▸ EXTRACTED INFORMATION:
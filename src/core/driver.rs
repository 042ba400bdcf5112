use super::{
    event::TraceEvent,
    observer::Observer,
    queue::{ProcessQueue, QueueError},
    state::{Process, QueueLevel, Ticks},
};
use crate::scheduler::{Fcfs, RoundRobin, dispatch_head};
use log::trace;

/// Two-level scheduler state: Queue 1 (round-robin) always preempts
/// Queue 2 (FCFS) whenever its head has arrived.
///
/// `now` is the tick counter and advances by exactly one per [`tick`](Self::tick),
/// however much work ran in it. `time_elapsed` is the sum of execution
/// durations.
#[derive(Debug)]
pub struct MlqCore {
    queue1: ProcessQueue,
    queue2: ProcessQueue,
    rr: RoundRobin,
    fcfs: Fcfs,
    now: Ticks,
    time_elapsed: Ticks,
    observer: Observer,
}

impl MlqCore {
    pub fn new(quantum: Ticks) -> Self {
        Self::with_queues(quantum, ProcessQueue::unbounded(), ProcessQueue::unbounded())
    }

    // Both queues bounded to `capacity`
    pub fn bounded(quantum: Ticks, capacity: usize) -> Self {
        Self::with_queues(
            quantum,
            ProcessQueue::with_capacity(capacity),
            ProcessQueue::with_capacity(capacity),
        )
    }

    fn with_queues(quantum: Ticks, queue1: ProcessQueue, queue2: ProcessQueue) -> Self {
        Self {
            queue1,
            queue2,
            rr: RoundRobin::new(quantum),
            fcfs: Fcfs,
            now: 0,
            time_elapsed: 0,
            observer: Observer::new(),
        }
    }

    /// Route `process` to the queue of its priority class.
    pub fn admit(&mut self, process: Process) -> Result<(), QueueError> {
        let queue = match process.priority.queue() {
            QueueLevel::Q1 => &mut self.queue1,
            QueueLevel::Q2 => &mut self.queue2,
        };

        let id = process.id;
        let burst_time = process.burst_time;
        queue.enqueue(process)?;
        self.observer.admitted(id, burst_time);

        Ok(())
    }

    pub fn is_drained(&self) -> bool {
        self.queue1.is_empty() && self.queue2.is_empty()
    }

    /// One outer iteration: drain every runnable Queue 1 slice, then give
    /// Queue 2 at most one run-to-completion dispatch if Queue 1 has nothing
    /// runnable, then advance the clock.
    pub fn tick(&mut self) -> Vec<TraceEvent> {
        let mut events = Vec::new();

        while self.queue1.head_arrived(self.now) {
            self.time_elapsed +=
                dispatch_head(&self.rr, &mut self.queue1, QueueLevel::Q1, &mut events);
        }

        // Queue 1 is now empty or its head arrives later
        if self.queue2.head_arrived(self.now) {
            self.time_elapsed +=
                dispatch_head(&self.fcfs, &mut self.queue2, QueueLevel::Q2, &mut events);
        }

        if events.is_empty() {
            trace!("t={} nothing runnable", self.now);
        }

        self.observer
            .observe(self.now, &self.queue1, &self.queue2, &events);
        self.now += 1;

        events
    }

    pub fn now(&self) -> Ticks {
        self.now
    }

    pub fn time_elapsed(&self) -> Ticks {
        self.time_elapsed
    }

    pub fn quantum(&self) -> Ticks {
        self.rr.quantum()
    }

    pub fn queue(&self, level: QueueLevel) -> &ProcessQueue {
        match level {
            QueueLevel::Q1 => &self.queue1,
            QueueLevel::Q2 => &self.queue2,
        }
    }

    pub fn observer(&self) -> &Observer {
        &self.observer
    }
}
//! In-memory stores with the same semantics as the PostgreSQL ones.
//!
//! Used by the test suite to drive the auth service and router without a database.

use async_trait::async_trait;
use chrono::{DateTime, Utc};
use parking_lot::RwLock;
use std::collections::HashMap;
use std::sync::Arc;
use uuid::Uuid;

use super::sessions::{NewSession, Session};
use super::traits::{SessionStore, StorageError, StorageResult, UserStore};
use super::users::{CreateUser, User, DEFAULT_ROLES};

/// User store backed by a map keyed on user id
pub struct MemoryUserStore {
    roles: HashMap<String, Uuid>,
    users: RwLock<HashMap<Uuid, User>>,
}

impl MemoryUserStore {
    /// Create an empty store seeded with the default roles
    pub fn new() -> Self {
        let roles = DEFAULT_ROLES
            .iter()
            .map(|(name, _)| (name.to_string(), Uuid::new_v4()))
            .collect();

        Self {
            roles,
            users: RwLock::new(HashMap::new()),
        }
    }

    /// Resolve a role name to its id
    pub fn role_id(&self, name: &str) -> Option<Uuid> {
        self.roles.get(name).copied()
    }

    fn role_name(&self, id: Uuid) -> Option<String> {
        self.roles
            .iter()
            .find(|(_, role_id)| **role_id == id)
            .map(|(name, _)| name.clone())
    }

    fn with_email<T>(&self, email: &str, f: impl FnOnce(&mut User) -> T) -> StorageResult<T> {
        let mut users = self.users.write();
        users
            .values_mut()
            .find(|u| u.email == email)
            .map(f)
            .ok_or_else(|| StorageError::UserNotFound(email.to_string()))
    }
}

impl Default for MemoryUserStore {
    fn default() -> Self {
        Self::new()
    }
}

#[async_trait]
impl UserStore for MemoryUserStore {
    async fn find_by_email(&self, email: &str) -> StorageResult<Option<User>> {
        Ok(self.users.read().values().find(|u| u.email == email).cloned())
    }

    async fn find_by_id(&self, id: Uuid) -> StorageResult<Option<User>> {
        Ok(self.users.read().get(&id).cloned())
    }

    async fn create(&self, user: CreateUser) -> StorageResult<Uuid> {
        let role_name = self
            .role_name(user.role_id)
            .ok_or_else(|| StorageError::UnknownRole(user.role_id.to_string()))?;

        let mut users = self.users.write();
        if users.values().any(|u| u.email == user.email) {
            return Err(StorageError::DuplicateEmail(user.email));
        }

        let id = Uuid::new_v4();
        users.insert(
            id,
            User {
                id,
                email: user.email,
                password_hash: user.password_hash,
                role_id: user.role_id,
                role_name,
                first_name: user.first_name,
                last_name: user.last_name,
                phone_number: user.phone_number,
                is_active: true,
                failed_login_attempts: 0,
                created_at: Utc::now(),
                last_login: None,
            },
        );

        Ok(id)
    }

    async fn increment_failed_login(&self, email: &str) -> StorageResult<()> {
        // Unknown emails are a no-op, like an UPDATE matching no rows
        let _ = self.with_email(email, |u| u.failed_login_attempts += 1);
        Ok(())
    }

    async fn record_successful_login(&self, id: Uuid) -> StorageResult<()> {
        if let Some(user) = self.users.write().get_mut(&id) {
            user.failed_login_attempts = 0;
            user.last_login = Some(Utc::now());
        }
        Ok(())
    }

    async fn reset_failed_logins(&self, email: &str) -> StorageResult<()> {
        self.with_email(email, |u| u.failed_login_attempts = 0)
    }

    async fn set_active(&self, email: &str, is_active: bool) -> StorageResult<()> {
        self.with_email(email, |u| u.is_active = is_active)
    }

    async fn list(&self) -> StorageResult<Vec<User>> {
        let mut users: Vec<User> = self.users.read().values().cloned().collect();
        users.sort_by_key(|u| u.created_at);
        Ok(users)
    }
}

/// Session store keyed on token, joined against a [`MemoryUserStore`]
pub struct MemorySessionStore {
    users: Arc<MemoryUserStore>,
    sessions: RwLock<HashMap<String, Session>>,
}

impl MemorySessionStore {
    pub fn new(users: Arc<MemoryUserStore>) -> Self {
        Self {
            users,
            sessions: RwLock::new(HashMap::new()),
        }
    }

    /// Number of stored sessions, valid or not
    pub fn len(&self) -> usize {
        self.sessions.read().len()
    }

    pub fn is_empty(&self) -> bool {
        self.sessions.read().is_empty()
    }
}

#[async_trait]
impl SessionStore for MemorySessionStore {
    async fn create(&self, session: NewSession) -> StorageResult<Uuid> {
        if self.users.find_by_id(session.user_id).await?.is_none() {
            return Err(StorageError::UserNotFound(session.user_id.to_string()));
        }

        let mut sessions = self.sessions.write();
        if sessions.contains_key(&session.token) {
            return Err(StorageError::Internal("duplicate session token".to_string()));
        }

        let id = Uuid::new_v4();
        sessions.insert(
            session.token.clone(),
            Session {
                id,
                user_id: session.user_id,
                token: session.token,
                device_info: session.device_info,
                ip_address: session.ip_address,
                created_at: Utc::now(),
                expires_at: session.expires_at,
                is_valid: true,
            },
        );

        Ok(id)
    }

    async fn find_by_token(&self, token: &str) -> StorageResult<Option<(Session, User)>> {
        let Some(session) = self.sessions.read().get(token).cloned() else {
            return Ok(None);
        };

        Ok(self
            .users
            .find_by_id(session.user_id)
            .await?
            .map(|user| (session, user)))
    }

    async fn invalidate(&self, token: &str) -> StorageResult<()> {
        if let Some(session) = self.sessions.write().get_mut(token) {
            session.is_valid = false;
        }
        Ok(())
    }

    async fn delete_expired(&self, now: DateTime<Utc>) -> StorageResult<u64> {
        let mut sessions = self.sessions.write();
        let before = sessions.len();
        sessions.retain(|_, s| s.expires_at >= now);
        Ok((before - sessions.len()) as u64)
    }
}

▸ ASSIGNMENT:
In the data above, which lines include "scheduler"? Return those lines.

▸ TASK RESULT:
use crate::scheduler::{Fcfs, RoundRobin, dispatch_head};
/// Two-level scheduler state: Queue 1 (round-robin) always preempts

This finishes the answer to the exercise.